+++ Data for review +++
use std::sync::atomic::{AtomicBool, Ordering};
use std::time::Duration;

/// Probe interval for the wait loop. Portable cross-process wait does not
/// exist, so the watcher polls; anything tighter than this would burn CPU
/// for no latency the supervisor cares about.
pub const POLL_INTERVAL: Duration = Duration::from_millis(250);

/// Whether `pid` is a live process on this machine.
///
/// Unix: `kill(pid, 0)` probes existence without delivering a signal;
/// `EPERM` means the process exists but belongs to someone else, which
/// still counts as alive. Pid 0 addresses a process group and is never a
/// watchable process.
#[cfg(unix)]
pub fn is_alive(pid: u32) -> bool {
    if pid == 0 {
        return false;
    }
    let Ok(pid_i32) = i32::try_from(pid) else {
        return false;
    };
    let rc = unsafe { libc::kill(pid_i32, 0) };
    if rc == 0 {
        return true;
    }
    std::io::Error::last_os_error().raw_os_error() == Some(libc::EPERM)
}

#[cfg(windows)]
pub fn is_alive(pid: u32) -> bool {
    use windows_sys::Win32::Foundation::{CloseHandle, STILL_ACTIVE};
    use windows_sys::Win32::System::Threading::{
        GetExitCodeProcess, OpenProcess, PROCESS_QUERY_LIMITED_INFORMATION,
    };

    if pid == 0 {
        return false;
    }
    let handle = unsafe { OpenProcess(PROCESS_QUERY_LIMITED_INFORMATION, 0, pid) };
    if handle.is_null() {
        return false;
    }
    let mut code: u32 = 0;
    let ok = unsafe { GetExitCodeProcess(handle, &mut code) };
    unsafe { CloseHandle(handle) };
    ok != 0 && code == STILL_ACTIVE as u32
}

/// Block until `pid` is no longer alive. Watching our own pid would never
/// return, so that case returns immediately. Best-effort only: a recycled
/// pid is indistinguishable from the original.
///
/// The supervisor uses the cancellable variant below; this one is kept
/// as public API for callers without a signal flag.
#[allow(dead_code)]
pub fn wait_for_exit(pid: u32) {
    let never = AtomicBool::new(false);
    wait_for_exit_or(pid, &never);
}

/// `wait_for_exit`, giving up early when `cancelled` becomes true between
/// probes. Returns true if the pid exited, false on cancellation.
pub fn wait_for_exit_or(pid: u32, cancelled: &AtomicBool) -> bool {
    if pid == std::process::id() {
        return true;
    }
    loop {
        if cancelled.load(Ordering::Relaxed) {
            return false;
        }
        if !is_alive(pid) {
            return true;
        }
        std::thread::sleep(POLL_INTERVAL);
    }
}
+++
+++ Data for review +++
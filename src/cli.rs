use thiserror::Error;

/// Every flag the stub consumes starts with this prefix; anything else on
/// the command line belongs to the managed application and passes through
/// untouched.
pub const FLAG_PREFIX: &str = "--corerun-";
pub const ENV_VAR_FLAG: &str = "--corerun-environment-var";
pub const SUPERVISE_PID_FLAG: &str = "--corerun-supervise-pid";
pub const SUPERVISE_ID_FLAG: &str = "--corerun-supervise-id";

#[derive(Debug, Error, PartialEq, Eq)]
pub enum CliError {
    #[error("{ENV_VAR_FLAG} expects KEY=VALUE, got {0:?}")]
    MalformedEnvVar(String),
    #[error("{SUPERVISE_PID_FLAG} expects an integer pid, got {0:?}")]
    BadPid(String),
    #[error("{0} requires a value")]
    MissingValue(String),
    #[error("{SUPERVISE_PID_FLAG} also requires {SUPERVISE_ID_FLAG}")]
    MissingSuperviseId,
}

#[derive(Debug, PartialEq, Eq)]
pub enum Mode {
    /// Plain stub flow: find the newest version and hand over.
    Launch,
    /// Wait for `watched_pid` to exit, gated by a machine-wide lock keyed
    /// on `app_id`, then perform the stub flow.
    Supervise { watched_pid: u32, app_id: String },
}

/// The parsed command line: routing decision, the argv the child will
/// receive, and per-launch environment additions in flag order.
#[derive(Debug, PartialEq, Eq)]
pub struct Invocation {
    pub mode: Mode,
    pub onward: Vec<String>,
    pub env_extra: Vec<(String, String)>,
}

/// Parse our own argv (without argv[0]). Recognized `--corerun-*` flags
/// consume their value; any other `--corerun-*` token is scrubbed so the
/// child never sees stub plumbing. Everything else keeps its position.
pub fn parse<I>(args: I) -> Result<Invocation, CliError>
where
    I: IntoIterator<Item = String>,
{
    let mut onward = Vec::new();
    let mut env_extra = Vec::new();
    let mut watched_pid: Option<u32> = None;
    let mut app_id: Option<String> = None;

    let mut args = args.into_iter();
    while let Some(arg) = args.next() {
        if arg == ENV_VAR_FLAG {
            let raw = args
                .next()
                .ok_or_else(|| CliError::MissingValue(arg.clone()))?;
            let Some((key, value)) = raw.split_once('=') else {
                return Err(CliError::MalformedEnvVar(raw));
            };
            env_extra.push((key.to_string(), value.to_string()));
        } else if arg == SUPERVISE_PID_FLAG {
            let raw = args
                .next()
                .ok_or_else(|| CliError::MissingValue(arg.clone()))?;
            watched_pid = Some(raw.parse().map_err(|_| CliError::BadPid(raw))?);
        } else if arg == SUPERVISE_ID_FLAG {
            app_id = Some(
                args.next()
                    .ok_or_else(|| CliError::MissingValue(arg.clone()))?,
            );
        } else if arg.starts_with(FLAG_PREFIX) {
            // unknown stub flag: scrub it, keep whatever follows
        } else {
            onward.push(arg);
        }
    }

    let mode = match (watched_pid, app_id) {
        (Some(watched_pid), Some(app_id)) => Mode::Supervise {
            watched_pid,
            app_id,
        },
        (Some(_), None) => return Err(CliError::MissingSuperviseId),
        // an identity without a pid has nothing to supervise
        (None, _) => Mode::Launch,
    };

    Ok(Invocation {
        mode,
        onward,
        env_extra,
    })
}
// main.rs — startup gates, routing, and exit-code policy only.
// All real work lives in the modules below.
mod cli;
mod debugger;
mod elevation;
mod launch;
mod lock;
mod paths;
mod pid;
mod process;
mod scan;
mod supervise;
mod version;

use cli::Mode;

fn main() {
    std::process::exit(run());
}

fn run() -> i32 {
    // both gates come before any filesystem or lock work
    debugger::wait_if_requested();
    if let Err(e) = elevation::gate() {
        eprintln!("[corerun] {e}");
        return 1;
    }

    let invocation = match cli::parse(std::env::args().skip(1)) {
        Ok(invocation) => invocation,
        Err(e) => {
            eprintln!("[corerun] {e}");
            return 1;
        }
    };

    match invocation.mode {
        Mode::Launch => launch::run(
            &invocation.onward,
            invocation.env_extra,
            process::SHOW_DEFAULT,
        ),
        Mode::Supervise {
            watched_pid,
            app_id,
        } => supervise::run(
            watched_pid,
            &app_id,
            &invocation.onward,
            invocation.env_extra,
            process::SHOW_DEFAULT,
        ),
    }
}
+++
*Assigned task*. The word "signal" appears on some lines of the data above; count those lines and return only the number.

*Response*. 2